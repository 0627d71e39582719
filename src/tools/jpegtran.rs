//! `jpegtran` integration for lossless re-orientation.

use super::backend::{JpegTransform, ToolError};
use super::run_tool;
use std::path::Path;

const JPEGTRAN: &str = "jpegtran";

/// Runs `jpegtran -copy all -perfect <operation> -outfile <output> <source>`.
///
/// `-perfect` makes jpegtran refuse transforms that cannot be done losslessly
/// (image edges not on an MCU boundary) instead of silently leaving the edge
/// blocks untransformed.
pub struct Jpegtran {
    program: String,
}

impl Jpegtran {
    pub fn new() -> Self {
        Self {
            program: JPEGTRAN.to_string(),
        }
    }

    fn arguments(source: &Path, output: &Path, operation: &[&str]) -> Vec<String> {
        let mut args: Vec<String> = vec!["-copy".into(), "all".into(), "-perfect".into()];
        args.extend(operation.iter().map(|s| s.to_string()));
        args.push("-outfile".into());
        args.push(output.to_string_lossy().into_owned());
        args.push(source.to_string_lossy().into_owned());
        args
    }
}

impl Default for Jpegtran {
    fn default() -> Self {
        Self::new()
    }
}

impl JpegTransform for Jpegtran {
    fn transform(
        &self,
        source: &Path,
        output: &Path,
        operation: &[&str],
    ) -> Result<(), ToolError> {
        run_tool(&self.program, &Self::arguments(source, output, operation)).map(|_| ())
    }
}

#[cfg(test)]
mod tests {
    use super::*;

    #[test]
    fn arguments_put_source_last() {
        let args = Jpegtran::arguments(
            Path::new("/p/a.jpg"),
            Path::new("/p/.a.jpg.orient"),
            &["-rotate", "90"],
        );
        assert_eq!(
            args,
            vec![
                "-copy",
                "all",
                "-perfect",
                "-rotate",
                "90",
                "-outfile",
                "/p/.a.jpg.orient",
                "/p/a.jpg"
            ]
        );
    }
}
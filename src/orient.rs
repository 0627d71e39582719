//! Lossless re-orientation of JPEGs.
//!
//! Cameras record how they were held in the EXIF `Orientation` tag instead of
//! rotating the pixels. Some viewers ignore the tag, so this module rotates
//! the pixels with a lossless transformer and then resets the tag to 1.
//!
//! | Orientation | Transform            |
//! |-------------|----------------------|
//! | 1           | none                 |
//! | 2           | `-flip horizontal`   |
//! | 3           | `-rotate 180`        |
//! | 4           | `-flip vertical`     |
//! | 5           | `-transpose`         |
//! | 6           | `-rotate 90`         |
//! | 7           | `-transverse`        |
//! | 8           | `-rotate 270`        |
//!
//! The transform writes to a hidden sibling file and the tag is reset on that
//! copy. Only when both succeed is it renamed over the original; otherwise it
//! is deleted and the original is never touched.

use crate::metadata::ORIENTATION;
use crate::scan::PhotoFile;
use crate::tools::{JpegTransform, MetadataReader, ToolError};
use std::path::{Path, PathBuf};
use thiserror::Error;
use tracing::{debug, info, warn};

#[derive(Error, Debug)]
pub enum OrientError {
    #[error("{path}: unsupported orientation {value}")]
    Unsupported { path: PathBuf, value: String },
    #[error("{path}: {source}")]
    Tool {
        path: PathBuf,
        #[source]
        source: ToolError,
    },
    #[error("{path}: {source}")]
    Io {
        path: PathBuf,
        #[source]
        source: std::io::Error,
    },
}

#[derive(Debug, Clone, Copy, PartialEq, Eq)]
pub enum OrientOutcome {
    /// Already upright (orientation 1 or no tag).
    Upright,
    /// Rotated from the given orientation.
    Rotated(u8),
}

#[derive(Debug, Default)]
pub struct OrientSummary {
    pub rotated: usize,
    pub upright: usize,
    pub failed: Vec<OrientError>,
}

/// The transformer arguments that make an image with `orientation` upright.
pub fn operation(orientation: u8) -> Option<&'static [&'static str]> {
    let op: &'static [&'static str] = match orientation {
        2 => &["-flip", "horizontal"],
        3 => &["-rotate", "180"],
        4 => &["-flip", "vertical"],
        5 => &["-transpose"],
        6 => &["-rotate", "90"],
        7 => &["-transverse"],
        8 => &["-rotate", "270"],
        _ => return None,
    };
    Some(op)
}

/// Re-orient one file in place.
pub fn orient_file(
    reader: &mut dyn MetadataReader,
    transform: &dyn JpegTransform,
    path: &Path,
) -> Result<OrientOutcome, OrientError> {
    let tool_error = |source| OrientError::Tool {
        path: path.to_path_buf(),
        source,
    };
    let tags = reader.read_tags(path, &[ORIENTATION]).map_err(tool_error)?;
    let Some(value) = tags.get(ORIENTATION) else {
        return Ok(OrientOutcome::Upright);
    };
    let unsupported = || OrientError::Unsupported {
        path: path.to_path_buf(),
        value: value.as_text().into_owned(),
    };
    let orientation = value
        .as_f64()
        .filter(|v| v.fract() == 0.0 && (1.0..=8.0).contains(v))
        .map(|v| v as u8)
        .ok_or_else(unsupported)?;
    let Some(op) = operation(orientation) else {
        return Ok(OrientOutcome::Upright);
    };

    let tmp = temp_sibling(path);
    debug!(file = %path.display(), orientation, ?op, "transforming");
    if let Err(source) = transform.transform(path, &tmp, op) {
        remove_temp(&tmp);
        return Err(tool_error(source));
    }
    // Tag first: the original only changes through the rename.
    if let Err(source) = reader.write_tags(&tmp, &[("Orientation", "1")]) {
        remove_temp(&tmp);
        return Err(tool_error(source));
    }
    if let Err(source) = std::fs::rename(&tmp, path) {
        remove_temp(&tmp);
        return Err(OrientError::Io {
            path: path.to_path_buf(),
            source,
        });
    }
    Ok(OrientOutcome::Rotated(orientation))
}

/// Re-orient every file, reporting failures without stopping.
pub fn orient_all(
    reader: &mut dyn MetadataReader,
    transform: &dyn JpegTransform,
    files: &[PhotoFile],
) -> OrientSummary {
    let mut summary = OrientSummary::default();
    for file in files {
        match orient_file(reader, transform, &file.path) {
            Ok(OrientOutcome::Upright) => summary.upright += 1,
            Ok(OrientOutcome::Rotated(from)) => {
                info!(file = %file.path.display(), from, "rotated");
                summary.rotated += 1;
            }
            Err(e) => {
                warn!("{e}");
                summary.failed.push(e);
            }
        }
    }
    summary
}

fn temp_sibling(path: &Path) -> PathBuf {
    let name = path
        .file_name()
        .map(|n| n.to_string_lossy().into_owned())
        .unwrap_or_default();
    // Keeps the extension: exiftool picks the writer by it.
    path.with_file_name(format!(".orient-{name}"))
}

fn remove_temp(tmp: &Path) {
    match std::fs::remove_file(tmp) {
        Err(e) if e.kind() != std::io::ErrorKind::NotFound => {
            warn!(file = %tmp.display(), error = %e, "could not remove temporary file");
        }
        _ => {}
    }
}
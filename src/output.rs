//! CLI output formatting for every command.
//!
//! Each command has a `format_*` function (returns `Vec<String>`) for
//! testability and a `print_*` wrapper. Format functions are pure: no I/O, no
//! side effects.
//!
//! The `kml` and `gpx` summaries go to stderr because stdout may carry the
//! document itself. Everything else goes to stdout.
//!
//! # Output Format
//!
//! ## kml
//!
//! ```text
//! Photos
//!     3 placed, 1 skipped
//! GPX
//!     2 tracks from 1 file
//! Document → trip.kml (updated)
//!     Tracks: 1 added, 0 replaced, 2 skipped (3 total)
//!     Images: 1 added, 0 replaced, 3 skipped (4 total)
//! ```
//!
//! ## offset
//!
//! ```text
//! Offsets
//! 001 -00:00:50 (1 photo)
//! 002 +00:01:40 (3 photos)
//! Most negative: -00:00:50 → exiftool -AllDates+=00:00:50
//! Most common:   +00:01:40 → exiftool -AllDates-=00:01:40
//! ```

use crate::offset::{OffsetVote, format_offset, shift_instruction};
use crate::orient::OrientSummary;
use crate::pipeline::BuildSummary;
use std::path::Path;

/// Format a 1-based positional index as 3-digit zero-padded.
fn format_index(pos: usize) -> String {
    format!("{:0>3}", pos)
}

/// Return indentation string: 4 spaces per depth level.
fn indent(depth: usize) -> String {
    "    ".repeat(depth)
}

fn plural(count: usize, noun: &str) -> String {
    if count == 1 {
        format!("{count} {noun}")
    } else {
        format!("{count} {noun}s")
    }
}

// ============================================================================
// kml
// ============================================================================

pub fn format_build_output(summary: &BuildSummary) -> Vec<String> {
    let mut lines = vec![
        "Photos".to_string(),
        format!(
            "{}{} placed, {} skipped",
            indent(1),
            summary.photos,
            summary.skipped_photos
        ),
    ];

    if summary.gpx_files > 0 {
        lines.push("GPX".to_string());
        lines.push(format!(
            "{}{} from {}",
            indent(1),
            plural(summary.gpx_tracks, "track"),
            plural(summary.gpx_files, "file")
        ));
    }

    let target = summary
        .output
        .as_deref()
        .map(|p| p.display().to_string())
        .unwrap_or_else(|| "stdout".to_string());
    let mode = if summary.updated_existing { " (updated)" } else { "" };
    lines.push(format!("Document → {target}{mode}"));

    let merge = &summary.merge;
    lines.push(format!(
        "{}Tracks: {} added, {} replaced, {} skipped ({} total)",
        indent(1),
        merge.tracks_added,
        merge.tracks_replaced,
        merge.tracks_skipped,
        summary.total_tracks
    ));
    lines.push(format!(
        "{}Images: {} added, {} replaced, {} skipped ({} total)",
        indent(1),
        merge.photos_added,
        merge.photos_replaced,
        merge.photos_skipped,
        summary.total_images
    ));
    lines
}

pub fn print_build_output(summary: &BuildSummary) {
    for line in format_build_output(summary) {
        eprintln!("{}", line);
    }
}

// ============================================================================
// gpx
// ============================================================================

pub fn print_gpx_output(output: Option<&Path>) {
    if let Some(path) = output {
        eprintln!("GPX → {}", path.display());
    }
}

// ============================================================================
// offset
// ============================================================================

pub fn format_single_offset(photo: &Path, offset: i64) -> Vec<String> {
    vec![
        format!("{} → {}", photo.display(), format_offset(offset)),
        format!("{}Correct with: exiftool {}", indent(1), shift_instruction(offset)),
    ]
}

pub fn print_single_offset(photo: &Path, offset: i64) {
    for line in format_single_offset(photo, offset) {
        println!("{}", line);
    }
}

pub fn format_vote_output(vote: &OffsetVote) -> Vec<String> {
    let mut lines = Vec::new();
    let (Some(most_negative), Some(mode)) = (vote.most_negative(), vote.mode()) else {
        lines.push("No photo carries both a camera time and a GPS time".to_string());
        if vote.outliers() > 0 {
            lines.push(format!(
                "Excluded {} beyond one day",
                plural(vote.outliers(), "offset")
            ));
        }
        return lines;
    };

    lines.push("Offsets".to_string());
    for (i, (offset, count)) in vote.histogram().iter().enumerate() {
        lines.push(format!(
            "{} {} ({})",
            format_index(i + 1),
            format_offset(*offset),
            plural(*count, "photo")
        ));
    }
    lines.push(format!(
        "Most negative: {} → exiftool {}",
        format_offset(most_negative),
        shift_instruction(most_negative)
    ));
    lines.push(format!(
        "Most common:   {} → exiftool {}",
        format_offset(mode),
        shift_instruction(mode)
    ));
    if vote.outliers() > 0 {
        lines.push(format!(
            "Excluded {} beyond one day",
            plural(vote.outliers(), "offset")
        ));
    }
    lines
}

pub fn print_vote_output(vote: &OffsetVote) {
    for line in format_vote_output(vote) {
        println!("{}", line);
    }
}

// ============================================================================
// orient
// ============================================================================

pub fn format_orient_output(summary: &OrientSummary) -> Vec<String> {
    let mut lines = vec![format!(
        "Rotated {}, {} already upright",
        plural(summary.rotated, "photo"),
        summary.upright
    )];
    if !summary.failed.is_empty() {
        lines.push(format!("Failed ({})", summary.failed.len()));
        for error in &summary.failed {
            lines.push(format!("{}{}", indent(1), error));
        }
    }
    lines
}

pub fn print_orient_output(summary: &OrientSummary) {
    for line in format_orient_output(summary) {
        println!("{}", line);
    }
}
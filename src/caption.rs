//! Photo balloon captions.
//!
//! A caption is a small HTML fragment: the photo itself scaled to 400 pixels,
//! its capture time, and the GPX track that was recording when it was taken,
//! if any. The image URL is the configured base URL joined with the photo's
//! path relative to its source directory, or a `file://` URL to the photo on
//! disk when no base URL is configured.

use crate::scan::Photo;
use maud::{Markup, html};
use std::path::{Component, Path};

const CAPTION_IMAGE_WIDTH: u32 = 400;

#[derive(Debug, Clone, Default)]
pub struct CaptionBuilder {
    base_url: Option<String>,
}

impl CaptionBuilder {
    pub fn new(base_url: Option<&str>) -> Self {
        Self {
            base_url: base_url.map(|url| url.trim_end_matches('/').to_string()),
        }
    }

    pub fn photo_url(&self, photo: &Photo) -> String {
        match &self.base_url {
            Some(base) => {
                let relative = photo.path.strip_prefix(&photo.root).unwrap_or(&photo.path);
                format!("{base}/{}", url_path(relative))
            }
            None => {
                let absolute =
                    std::path::absolute(&photo.path).unwrap_or_else(|_| photo.path.clone());
                format!("file://{}", url_path(&absolute))
            }
        }
    }

    /// The `<img>` element every caption of `photo` starts with. It names the
    /// photo uniquely, so update mode uses it to recognize a photo's existing
    /// placemark.
    pub fn image_tag(&self, photo: &Photo) -> Markup {
        html! {
            img src=(self.photo_url(photo)) width=(CAPTION_IMAGE_WIDTH);
        }
    }

    /// Render the caption HTML for `photo`.
    pub fn render(&self, photo: &Photo, track: Option<&str>) -> String {
        html! {
            (self.image_tag(photo))
            br;
            (photo.fix.date) " " (photo.fix.time)
            @if let Some(track) = track {
                br;
                "Track: " (track)
            }
        }
        .into_string()
    }
}

/// Join path components with `/`, percent-encoding characters that would
/// otherwise end or corrupt a URL path.
fn url_path(path: &Path) -> String {
    let mut out = String::new();
    for component in path.components() {
        match component {
            Component::RootDir => out.push('/'),
            Component::Normal(part) => {
                if !out.is_empty() && !out.ends_with('/') {
                    out.push('/');
                }
                for c in part.to_string_lossy().chars() {
                    match c {
                        ' ' => out.push_str("%20"),
                        '#' => out.push_str("%23"),
                        '%' => out.push_str("%25"),
                        '?' => out.push_str("%3F"),
                        _ => out.push(c),
                    }
                }
            }
            _ => {}
        }
    }
    out
}
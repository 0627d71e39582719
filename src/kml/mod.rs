//! KML document model, serializer and reader.
//!
//! The document this crate produces has a fixed shape:
//!
//! ```text
//! kml
//! └── Document
//!     ├── Style#picture              camera icon for photo placemarks
//!     ├── Style#color<i>_n / _h      line style per palette slot
//!     ├── StyleMap#color<i>          normal/highlight pair per slot
//!     ├── Folder "Tracks"            one Placemark per day or GPX track
//!     │   └── Placemark → gx:Track | gx:MultiTrack
//!     └── Folder "Images"            one Placemark per photo
//!         └── Placemark → Point
//! ```
//!
//! [`write`] renders a [`KmlDocument`] and [`read`] parses one back, locating
//! the two folders by their `<name>`. Update mode relies on the round trip:
//! everything the writer emits about tracks and photos, the reader recovers.
//! Styles are not read back; they are regenerated from the palette on write.

mod model;
pub mod read;
pub mod style;
pub mod write;

pub use model::{
    IMAGES_FOLDER, KmlDocument, PICTURE_STYLE_URL, PhotoPlacemark, TRACKS_FOLDER,
    TrackPlacemark, TrackPoint,
};
pub use read::parse_document;
pub use style::Palette;
pub use write::to_string;

use thiserror::Error;

#[derive(Error, Debug)]
pub enum KmlError {
    #[error("IO error: {0}")]
    Io(#[from] std::io::Error),
    #[error("XML error: {0}")]
    Xml(#[from] quick_xml::Error),
    #[error("document has no folder named {0:?}")]
    MissingFolder(&'static str),
    #[error("malformed KML: {0}")]
    Malformed(String),
}
//! Track colour palette.
//!
//! Colours are KML `aabbggrr` hex strings. Each slot yields a normal style
//! (`color<i>_n`, width 6), a highlight style (`color<i>_h`, width 8, fully
//! opaque) and a style map `color<i>` pairing them. Tracks reference the map.

pub const PALETTE: [&str; 6] = [
    "bfff3f3f", "7f00ff00", "7f0000ff", "7fffff00", "7fff00ff", "7f00ffff",
];

pub const NORMAL_WIDTH: u32 = 6;
pub const HIGHLIGHT_WIDTH: u32 = 8;

/// `color<slot>`, the style map id for a palette slot.
pub fn style_id(slot: usize) -> String {
    format!("color{slot}")
}

/// The opaque variant of a palette colour.
pub fn highlight_colour(normal: &str) -> String {
    format!("ff{}", normal.get(2..).unwrap_or_default())
}

/// Hands out palette slots to new tracks in a repeating cycle.
#[derive(Debug, Clone, Default)]
pub struct Palette {
    cursor: usize,
}

impl Palette {
    pub fn new() -> Self {
        Self::default()
    }

    /// Continue the cycle after `existing_tracks` tracks already in a document.
    pub fn resume(existing_tracks: usize) -> Self {
        Self {
            cursor: existing_tracks % PALETTE.len(),
        }
    }

    pub fn next_slot(&mut self) -> usize {
        let slot = self.cursor;
        self.cursor = (self.cursor + 1) % PALETTE.len();
        slot
    }

    /// `#color<slot>` for the next track.
    pub fn next_style_url(&mut self) -> String {
        format!("#{}", style_id(self.next_slot()))
    }
}
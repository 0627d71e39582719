//! Shared test utilities for the photo-trail test suite.
//!
//! Provides tag builders for the metadata normalizer, GPX text builders,
//! fixture setup, and lookup helpers over [`KmlDocument`]s.
//!
//! # Usage
//!
//! ```rust
//! use crate::test_helpers::*;
//!
//! let tags = geotagged_tags("2024:01:01 12:00:00", 49.25, "N", 123.1, "W");
//! let doc = parse_document(&xml).unwrap();
//! let track = find_track(&doc, "2024-01-01");
//! assert_eq!(track_names(&doc), vec!["2024-01-01"]);
//! ```

use std::path::{Path, PathBuf};
use tempfile::TempDir;

use crate::kml::{KmlDocument, PhotoPlacemark, TrackPlacemark};
use crate::metadata::{
    DATE_TIME_ORIGINAL, GPS_LATITUDE, GPS_LATITUDE_REF, GPS_LONGITUDE, GPS_LONGITUDE_REF,
    GPS_MEASURE_MODE, GPS_STATUS, RawTags, TagValue,
};

// =========================================================================
// Fixture setup
// =========================================================================

/// Copy `fixtures/` to a temp directory and return it.
pub fn setup_fixtures() -> TempDir {
    let tmp = TempDir::new().unwrap();
    let fixtures = Path::new(env!("CARGO_MANIFEST_DIR")).join("fixtures");
    copy_dir_recursive(&fixtures, tmp.path()).unwrap();
    tmp
}

fn copy_dir_recursive(src: &Path, dst: &Path) -> std::io::Result<()> {
    for entry in std::fs::read_dir(src)? {
        let entry = entry?;
        let src_path = entry.path();
        let dst_path = dst.join(entry.file_name());

        if src_path.is_dir() {
            std::fs::create_dir_all(&dst_path)?;
            copy_dir_recursive(&src_path, &dst_path)?;
        } else {
            std::fs::copy(&src_path, &dst_path)?;
        }
    }
    Ok(())
}

/// Create a placeholder JPEG at `root/rel`, creating parent directories.
pub fn touch_jpeg(root: &Path, rel: &str) -> PathBuf {
    let path = root.join(rel);
    std::fs::create_dir_all(path.parent().unwrap()).unwrap();
    std::fs::write(&path, [0xFF, 0xD8, 0xFF, 0xD9]).unwrap();
    path
}

// =========================================================================
// Tag and GPX builders
// =========================================================================

/// Tags of a photo with an active 3-D fix and no altitude.
pub fn geotagged_tags(
    datetime: &str,
    latitude: f64,
    latitude_ref: &str,
    longitude: f64,
    longitude_ref: &str,
) -> RawTags {
    let mut tags = RawTags::new();
    tags.insert(DATE_TIME_ORIGINAL.into(), TagValue::from(datetime));
    tags.insert(GPS_STATUS.into(), TagValue::from("A"));
    tags.insert(GPS_MEASURE_MODE.into(), TagValue::from("3"));
    tags.insert(GPS_LATITUDE.into(), TagValue::Number(latitude));
    tags.insert(GPS_LATITUDE_REF.into(), TagValue::from(latitude_ref));
    tags.insert(GPS_LONGITUDE.into(), TagValue::Number(longitude));
    tags.insert(GPS_LONGITUDE_REF.into(), TagValue::from(longitude_ref));
    tags
}

/// One `<trk>` element. Each point is `(time, lat, lon)`.
pub fn gpx_track(name: Option<&str>, segments: &[&[(&str, f64, f64)]]) -> String {
    let mut xml = String::from("  <trk>\n");
    if let Some(name) = name {
        xml.push_str(&format!("    <name>{name}</name>\n"));
    }
    for segment in segments {
        xml.push_str("    <trkseg>\n");
        for (time, lat, lon) in segment.iter() {
            xml.push_str(&format!(
                "      <trkpt lat=\"{lat}\" lon=\"{lon}\"><ele>10</ele><time>{time}</time></trkpt>\n"
            ));
        }
        xml.push_str("    </trkseg>\n");
    }
    xml.push_str("  </trk>\n");
    xml
}

/// A GPX 1.1 document wrapping `tracks` built with [`gpx_track`].
pub fn gpx_document(tracks: &[String]) -> String {
    format!(
        "<?xml version=\"1.0\" encoding=\"UTF-8\"?>\n\
         <gpx version=\"1.1\" creator=\"photo-trail tests\" xmlns=\"http://www.topografix.com/GPX/1/1\">\n\
         {}</gpx>\n",
        tracks.concat()
    )
}

// =========================================================================
// Document lookups, panicking with the available names on a miss
// =========================================================================

/// Find a track placemark by name. Panics if not found.
pub fn find_track<'a>(doc: &'a KmlDocument, name: &str) -> &'a TrackPlacemark {
    doc.tracks.iter().find(|t| t.name == name).unwrap_or_else(|| {
        let names = track_names(doc);
        panic!("track '{name}' not found. Available: {names:?}")
    })
}

/// Find a photo placemark by name. Panics if not found.
pub fn find_photo<'a>(doc: &'a KmlDocument, name: &str) -> &'a PhotoPlacemark {
    doc.images.iter().find(|p| p.name == name).unwrap_or_else(|| {
        let names = photo_names(doc);
        panic!("photo '{name}' not found. Available: {names:?}")
    })
}

/// All track names in folder order.
pub fn track_names(doc: &KmlDocument) -> Vec<&str> {
    doc.tracks.iter().map(|t| t.name.as_str()).collect()
}

/// All photo names in folder order.
pub fn photo_names(doc: &KmlDocument) -> Vec<&str> {
    doc.images.iter().map(|p| p.name.as_str()).collect()
}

> EXERCISE BRIEF
What is needed is every line from the beginning of the data up to and including the line with "be done losslessly", given again word for word.

> RESPONSE AREA
repository 0627d71e39582719
filename src/tools/jpegtran.rs
//! `jpegtran` integration for lossless re-orientation.

use super::backend::{JpegTransform, ToolError};
use super::run_tool;
use std::path::Path;

const JPEGTRAN: &str = "jpegtran";

/// Runs `jpegtran -copy all -perfect <operation> -outfile <output> <source>`.
///
/// `-perfect` makes jpegtran refuse transforms that cannot be done losslessly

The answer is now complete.